When student evictions, the forced removal of university students from campus or off-campus housing due to unpaid fees, policy changes, or lack of legal protection. Also known as student displacement, it’s not just a housing issue—it’s a crisis that cuts deep into education access, dignity, and social justice. In countries like South Africa, Nigeria, and Kenya, students are being kicked out of rooms they’ve paid for, sometimes with no notice, no warning, and no place to go. This isn’t rare. It’s systemic.

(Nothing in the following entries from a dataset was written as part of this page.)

// File: crates/demo/src/config.rs
// Summary: Demo configuration loaded from TOML, with defaults matching the two-chart pulse/breathing view.

use std::path::{Path, PathBuf};

use serde::Deserialize;
use thiserror::Error;

use vitals_chart::{Backend, Canvas, PlotSpec, Signal};

/// Largest canvas side accepted from config, in pixels.
pub const MAX_CANVAS_EXTENT: f64 = 16_384.0;

#[derive(Debug, Error)]
pub enum ConfigError {
    #[error("failed to read config file: {0}")]
    Read(#[from] std::io::Error),

    #[error("failed to parse config: {0}")]
    Parse(#[from] toml::de::Error),

    #[error("invalid value for {field}: {message}")]
    InvalidValue { field: String, message: String },
}

/// Top-level demo configuration.
#[derive(Debug, Deserialize, Clone)]
pub struct DemoConfig {
    #[serde(default = "default_output_dir")]
    pub output_dir: PathBuf,
    #[serde(default)]
    pub canvas: Canvas,
    #[serde(default = "default_theme")]
    pub theme: String,
    /// Unset means "whatever the Skia surface supports".
    #[serde(default)]
    pub backend: Option<Backend>,
    #[serde(default = "default_true")]
    pub draw_labels: bool,
    /// Signal a `time,value` CSV is plotted as.
    #[serde(default = "default_csv_signal")]
    pub csv_signal: Signal,
    #[serde(default = "default_charts")]
    pub charts: Vec<ChartConfig>,
}

/// One chart to render; unset labels come from the signal's defaults.
#[derive(Debug, Deserialize, Clone, PartialEq)]
pub struct ChartConfig {
    pub signal: Signal,
    pub title: Option<String>,
    pub x_label: Option<String>,
    pub y_label: Option<String>,
    pub show_y_ticks: Option<bool>,
    #[serde(default)]
    pub empty_placeholder: bool,
}

impl ChartConfig {
    pub fn for_signal(signal: Signal) -> Self {
        Self {
            signal,
            title: None,
            x_label: None,
            y_label: None,
            show_y_ticks: None,
            empty_placeholder: false,
        }
    }

    pub fn plot_spec(&self) -> PlotSpec {
        let mut spec = self.signal.default_plot();
        if let Some(t) = &self.title { spec.title = t.clone(); }
        if let Some(x) = &self.x_label { spec.x_label = x.clone(); }
        if let Some(y) = &self.y_label { spec.y_label = y.clone(); }
        if let Some(show) = self.show_y_ticks { spec.show_y_ticks = show; }
        spec.with_empty_placeholder(self.empty_placeholder)
    }
}

// Default value functions
fn default_output_dir() -> PathBuf {
    PathBuf::from("target/out")
}

fn default_theme() -> String {
    "light".to_string()
}

fn default_true() -> bool {
    true
}

fn default_csv_signal() -> Signal {
    Signal::PulseWaveform
}

fn default_charts() -> Vec<ChartConfig> {
    vec![
        ChartConfig::for_signal(Signal::PulseWaveform),
        ChartConfig::for_signal(Signal::BreathingWaveform),
    ]
}

impl Default for DemoConfig {
    fn default() -> Self {
        Self {
            output_dir: default_output_dir(),
            canvas: Canvas::default(),
            theme: default_theme(),
            backend: None,
            draw_labels: true,
            csv_signal: default_csv_signal(),
            charts: default_charts(),
        }
    }
}

impl DemoConfig {
    /// Load from `path`, or return defaults when no path is given.
    pub fn load(path: Option<&Path>) -> Result<Self, ConfigError> {
        match path {
            Some(p) => Self::from_file(p),
            None => Ok(Self::default()),
        }
    }

    pub fn from_file<P: AsRef<Path>>(path: P) -> Result<Self, ConfigError> {
        let content = std::fs::read_to_string(path.as_ref())?;
        Self::from_toml(&content)
    }

    pub fn from_toml(content: &str) -> Result<Self, ConfigError> {
        let mut config: DemoConfig = toml::from_str(content)?;
        config.canvas = config.canvas.sanitized();
        config.validate()?;
        Ok(config)
    }

    pub fn validate(&self) -> Result<(), ConfigError> {
        if self.charts.is_empty() {
            return Err(ConfigError::InvalidValue {
                field: "charts".to_string(),
                message: "at least one chart is required".to_string(),
            });
        }
        if self.canvas.width < 1.0 || self.canvas.height < 1.0 {
            return Err(ConfigError::InvalidValue {
                field: "canvas".to_string(),
                message: format!("{}x{} is too small", self.canvas.width, self.canvas.height),
            });
        }
        if self.canvas.width > MAX_CANVAS_EXTENT || self.canvas.height > MAX_CANVAS_EXTENT {
            return Err(ConfigError::InvalidValue {
                field: "canvas".to_string(),
                message: format!(
                    "{}x{} exceeds {} pixels per side",
                    self.canvas.width, self.canvas.height, MAX_CANVAS_EXTENT
                ),
            });
        }
        Ok(())
    }
}

#[cfg(test)]
mod tests {
    use super::*;

    #[test]
    fn empty_file_yields_defaults() {
        let c = DemoConfig::from_toml("").expect("defaults");
        assert_eq!(c.output_dir, PathBuf::from("target/out"));
        assert_eq!(c.charts, default_charts());
        assert_eq!(c.backend, None);
    }

    #[test]
    fn charts_and_overrides_parse() {
        let c = DemoConfig::from_toml(
            r#"
            theme = "dark"
            backend = "connect-the-dots"
            canvas = { width = 640.0, height = 240.0 }

            [[charts]]
            signal = "pulse-rate-confidence"
            title = "Confidence"
            show_y_ticks = true
            "#,
        )
        .expect("valid config");
        assert_eq!(c.backend, Some(Backend::ConnectTheDots));
        assert_eq!(c.canvas, Canvas::new(640.0, 240.0));
        let spec = c.charts[0].plot_spec();
        assert_eq!(spec.title, "Confidence");
        assert_eq!(spec.y_label, "Confidence");
        assert!(spec.show_y_ticks);
    }

    #[test]
    fn empty_chart_list_is_rejected() {
        let err = DemoConfig::from_toml("charts = []").unwrap_err();
        assert!(matches!(err, ConfigError::InvalidValue { .. }));
    }

    #[test]
    fn canvas_size_is_bounded() {
        let err = DemoConfig::from_toml("canvas = { width = 1e10, height = 200.0 }").unwrap_err();
        assert!(matches!(err, ConfigError::InvalidValue { ref field, .. } if field == "canvas"));

        let ok = DemoConfig::from_toml("canvas = { width = 16384.0, height = 200.0 }");
        assert!(ok.is_ok());
    }

    #[test]
    fn unknown_signal_is_a_parse_error() {
        let err = DemoConfig::from_toml("[[charts]]\nsignal = \"heart\"").unwrap_err();
        assert!(matches!(err, ConfigError::Parse(_)));
    }
}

Behind every eviction notice is a broken system. university housing, on-campus accommodation managed by institutions that often prioritize revenue over student welfare is overcrowded, underfunded, and increasingly treated like a business. Meanwhile, housing rights, the legal and moral claim students have to safe, affordable, and stable living conditions while studying are ignored or erased by policies that favor landlords over learners. Students who can’t pay late fees—sometimes because their NSFAS or bursary payments are delayed—are labeled defaulters, not victims. And when they’re evicted, they’re not just losing a room. They’re losing their chance to finish school.

It’s not just about rent. It’s about power. In South Africa, student protests over evictions in 2022 and 2023 forced universities to pause removals—temporarily. In Nigeria, students in Lagos and Abuja have camped outside government buildings after being thrown out by private landlords who refuse to honor lease agreements. In Kenya, universities have quietly stopped offering dorms to first-year students, pushing them into unsafe, overpriced rentals. These aren’t isolated incidents. They’re connected by the same truth: education is being priced out of reach.

What’s missing? Accountability. Clear laws. And real solutions. There are no national standards protecting students from eviction in most African countries. No emergency housing funds. No legal aid for those caught in the gap between tuition deadlines and financial aid disbursements. And yet, students keep showing up—sleeping in libraries, staying with friends, walking miles to class—just to finish their degrees.

Below, you’ll find real stories from across the continent: students who lost their homes because of a missed payment, activists who fought back, and universities that finally listened. These aren’t just headlines. They’re lives on the line. And they’re happening right now.

November 10, 2025

DA demands action as NSFAS failure leaves 500+ students facing eviction in Kimberley

On September 26, 2025, the Democratic Alliance demanded urgent action as NSFAS failures left over 500 students facing eviction in Kimberley, with landlords unpaid for over a year and a R10.6 billion funding gap unresolved.